__EXTRACTED ENTRIES__.
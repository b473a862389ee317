use log::debug;
use sysinfo::System;

/// The block size used on most hosts
pub(crate) const DEFAULT_BLOCK_SIZE: u32 = 192;

/// The block size used on hosts with 512-bit vector units
pub(crate) const WIDE_BLOCK_SIZE: u32 = 384;

/// Queries about the machine the problem will run on
pub(crate) trait Platform {
	/// The total physical memory of this node in KiB
	fn total_memory_kib(&self) -> Option<f64>;

	/// Whether the CPU advertises AVX-512
	fn has_wide_vectors(&self) -> bool;

	/// The block size to use when none is specified
	fn default_block_size(&self) -> u32 {
		if self.has_wide_vectors() {
			WIDE_BLOCK_SIZE
		} else {
			DEFAULT_BLOCK_SIZE
		}
	}
}

/// The machine this process is running on
#[derive(Debug, Default, Clone, Copy)]
pub(crate) struct Host;

impl Platform for Host {
	fn total_memory_kib(&self) -> Option<f64> {
		// Only the memory figures need to be loaded
		let mut system = System::new();
		system.refresh_memory();
		// Get the total system memory in bytes
		let total_memory = system.total_memory();
		debug!("Detected {total_memory} bytes of total memory");
		match total_memory {
			0 => None,
			bytes => Some(bytes as f64 / 1024.0),
		}
	}

	#[cfg(target_arch = "x86_64")]
	fn has_wide_vectors(&self) -> bool {
		let detected = std::arch::is_x86_feature_detected!("avx512f");
		debug!("AVX-512 support detected: {detected}");
		detected
	}

	#[cfg(not(target_arch = "x86_64"))]
	fn has_wide_vectors(&self) -> bool {
		false
	}
}

/// A machine with known characteristics
#[cfg(test)]
#[derive(Debug, Clone, Copy)]
pub(crate) struct Fixed {
	/// The memory per node in KiB, if known
	pub(crate) memory_kib: Option<f64>,
	/// Whether the machine has 512-bit vector units
	pub(crate) wide_vectors: bool,
}

#[cfg(test)]
impl Platform for Fixed {
	fn total_memory_kib(&self) -> Option<f64> {
		self.memory_kib
	}

	fn has_wide_vectors(&self) -> bool {
		self.wide_vectors
	}
}
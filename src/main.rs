use crate::calculator::{MemoryShare, Problem, Sizing};
use crate::platform::{Host, Platform};
use anyhow::{Result, bail};
use bytesize::ByteSize;
use clap::Parser;
use clap::error::ErrorKind;
use log::{debug, info};
use serde::Serialize;
use std::ffi::OsString;
use std::fmt::{Display, Formatter};
use std::io::Write;

mod calculator;
mod platform;

/// The number of KiB in a GiB
const KIB_PER_GIB: f64 = 1024.0 * 1024.0;

#[derive(Parser, Debug)]
#[command(term_width = 0, args_override_self = true)]
#[command(about = "Calculate the HPL problem size N for the available memory")]
pub(crate) struct Args {
	/// Memory per node in GiB (detected from the host when omitted)
	#[arg(short, long, visible_alias = "ramsize", value_parser = parse_memory)]
	pub(crate) mem: Option<f64>,

	/// Number of compute nodes
	#[arg(short = 'N', long, env = "SLURM_NNODES", default_value = "1", value_parser=clap::value_parser!(u32).range(1..))]
	pub(crate) nodes: u32,

	/// Block size NB (384 on hosts with AVX-512, otherwise 192)
	#[arg(short, long, visible_alias = "nb", value_parser=clap::value_parser!(u32).range(1..))]
	pub(crate) block: Option<u32>,

	/// Share of the total memory to use, in percent
	#[arg(short = 'p', long, value_parser = parse_percent, overrides_with = "ratio")]
	pub(crate) memshare: Option<f64>,

	/// Ratio applied to the matrix dimension, squared to give the memory share [default: 0.8]
	#[arg(short, long, value_parser = parse_ratio, overrides_with = "memshare")]
	pub(crate) ratio: Option<f64>,

	/// Print the intermediate quantities of the calculation
	#[arg(short = 'v', long, visible_alias = "verbose")]
	pub(crate) debug: bool,

	/// Print the calculation as JSON
	#[arg(long)]
	pub(crate) json: bool,
}

impl Args {
	/// The memory share, from whichever of the share flags came last
	fn share(&self) -> MemoryShare {
		match (self.memshare, self.ratio) {
			(Some(percent), _) => MemoryShare::Percent(percent),
			(None, Some(ratio)) => MemoryShare::Ratio(ratio),
			(None, None) => MemoryShare::default(),
		}
	}

	/// Resolve the defaults and detected values into a problem
	fn resolve(&self, platform: &impl Platform) -> Result<(Problem, MemorySource)> {
		// Use the specified memory, or ask the platform
		let (ram_per_node_kib, source) = match self.mem {
			Some(gib) => (gib * KIB_PER_GIB, MemorySource::Specified),
			None => match platform.total_memory_kib() {
				Some(kib) => (kib, MemorySource::Detected),
				None => bail!("Unable to determine the memory size of this node, specify it with --mem"),
			},
		};
		if !(ram_per_node_kib.is_finite() && ram_per_node_kib > 0.0) {
			bail!("Invalid memory size: {ram_per_node_kib} KiB");
		}
		// Derive the memory fraction
		let mem_fraction = self.share().fraction();
		if !(mem_fraction > 0.0 && mem_fraction <= 1.0) {
			bail!("Invalid memory share: {mem_fraction}");
		}
		// Use the specified block size, or the platform default
		let block_size = match self.block {
			Some(nb) => nb,
			None => {
				let nb = platform.default_block_size();
				debug!("Using default block size {nb}");
				nb
			}
		};
		// Return the problem
		Ok((
			Problem {
				nodes: self.nodes,
				ram_per_node_kib,
				mem_fraction,
				block_size,
			},
			source,
		))
	}
}

/// Where the memory size per node came from
#[derive(Debug, Clone, Copy, PartialEq, Serialize)]
#[serde(rename_all = "lowercase")]
pub(crate) enum MemorySource {
	Detected,
	Specified,
}

/// The full calculation, for verbose and JSON output
#[derive(Debug, Serialize)]
pub(crate) struct Report {
	#[serde(flatten)]
	problem: Problem,
	memory_source: MemorySource,
	share: MemoryShare,
	#[serde(flatten)]
	sizing: Sizing,
}

impl Report {
	fn new(problem: Problem, memory_source: MemorySource, share: MemoryShare) -> Self {
		Self {
			problem,
			memory_source,
			share,
			sizing: problem.size(),
		}
	}
}

impl Display for Report {
	fn fmt(&self, f: &mut Formatter<'_>) -> std::fmt::Result {
		let memory = ByteSize((self.problem.ram_per_node_kib * 1024.0) as u64);
		let total = ByteSize(self.sizing.total_memory_bytes as u64);
		writeln!(f, "Nodes:            {}", self.problem.nodes)?;
		writeln!(f, "Memory per node:  {memory} ({:?})", self.memory_source)?;
		match self.share {
			MemoryShare::Ratio(r) => {
				writeln!(f, "Memory share:     {:.4} (ratio {r})", self.problem.mem_fraction)?
			}
			MemoryShare::Percent(p) => {
				writeln!(f, "Memory share:     {:.4} ({p}%)", self.problem.mem_fraction)?
			}
		}
		writeln!(f, "Total memory:     {total}")?;
		writeln!(f, "Elements:         {}", self.sizing.elements)?;
		writeln!(f, "Block size:       {}", self.problem.block_size)?;
		write!(f, "N:                {}", self.sizing.n)
	}
}

/// Parse a memory size in GiB
fn parse_memory(value: &str) -> Result<f64> {
	let gib: f64 = value.trim().parse()?;
	if !(gib.is_finite() && gib > 0.0) {
		bail!("memory size must be greater than 0");
	}
	Ok(gib)
}

/// Parse a memory share in percent
fn parse_percent(value: &str) -> Result<f64> {
	let percent: f64 = value.trim().trim_end_matches('%').parse()?;
	if !(percent > 0.0 && percent <= 100.0) {
		bail!("memory share must be in the range (0, 100]");
	}
	Ok(percent)
}

/// Parse a matrix dimension ratio
fn parse_ratio(value: &str) -> Result<f64> {
	let ratio: f64 = value.trim().parse()?;
	if !(ratio > 0.0 && ratio <= 1.0) {
		bail!("ratio must be in the range (0, 1]");
	}
	Ok(ratio)
}

/// Rewrite the legacy block size spellings to `--block`
fn normalise<I>(args: I) -> Vec<OsString>
where
	I: IntoIterator<Item = OsString>,
{
	args.into_iter()
		.map(|arg| match arg.to_str() {
			Some(s) if s.starts_with("-NB") => match s[3..].trim_start_matches('=') {
				"" => OsString::from("--block"),
				v => OsString::from(format!("--block={v}")),
			},
			Some(s) if s.starts_with("--block") => match s.split_once('=') {
				Some((_, v)) => OsString::from(format!("--block={v}")),
				None => OsString::from("--block"),
			},
			_ => arg,
		})
		.collect()
}

/// Parse the command line arguments
fn parse_args<I>(args: I) -> Result<Args, clap::Error>
where
	I: IntoIterator<Item = OsString>,
{
	Args::try_parse_from(normalise(args))
}

/// The process exit code for a command line parsing failure
fn exit_code(err: &clap::Error) -> i32 {
	match err.kind() {
		ErrorKind::DisplayHelp | ErrorKind::DisplayVersion => 0,
		_ => 1,
	}
}

fn main() -> Result<()> {
	// Initialise the logger
	env_logger::init();
	// Parse the command line arguments
	let args = match parse_args(std::env::args_os()) {
		Ok(args) => args,
		Err(e) => {
			// Help goes to stdout, errors to stderr
			let _ = e.print();
			std::process::exit(exit_code(&e));
		}
	};
	// Run the calculation
	run(&args, &Host, &mut std::io::stdout().lock())
}

fn run(args: &Args, platform: &impl Platform, out: &mut impl Write) -> Result<()> {
	// Resolve the problem configuration
	let (problem, source) = args.resolve(platform)?;
	info!(
		"Sizing for {} node(s) with {} KiB each, share {}, block size {}",
		problem.nodes, problem.ram_per_node_kib, problem.mem_fraction, problem.block_size
	);
	// Output the results
	if args.json {
		let report = Report::new(problem, source, args.share());
		writeln!(out, "{}", serde_json::to_string_pretty(&report)?)?;
	} else if args.debug {
		let report = Report::new(problem, source, args.share());
		writeln!(out, "--------------------------------------------------")?;
		writeln!(out, "{report}")?;
		writeln!(out, "--------------------------------------------------")?;
		writeln!(out, "{}", report.sizing.n)?;
	} else {
		let n = calculator::compute(
			problem.nodes,
			problem.ram_per_node_kib,
			problem.mem_fraction,
			problem.block_size,
		);
		writeln!(out, "{n}")?;
	}
	out.flush()?;
	Ok(())
}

__TASK BRIEF__. Pull out every line of the entries that includes the word "const".

__ANSWER SECTION__.
pub(crate) const DEFAULT_BLOCK_SIZE: u32 = 192;
pub(crate) const WIDE_BLOCK_SIZE: u32 = 384;
const KIB_PER_GIB: f64 = 1024.0 * 1024.0;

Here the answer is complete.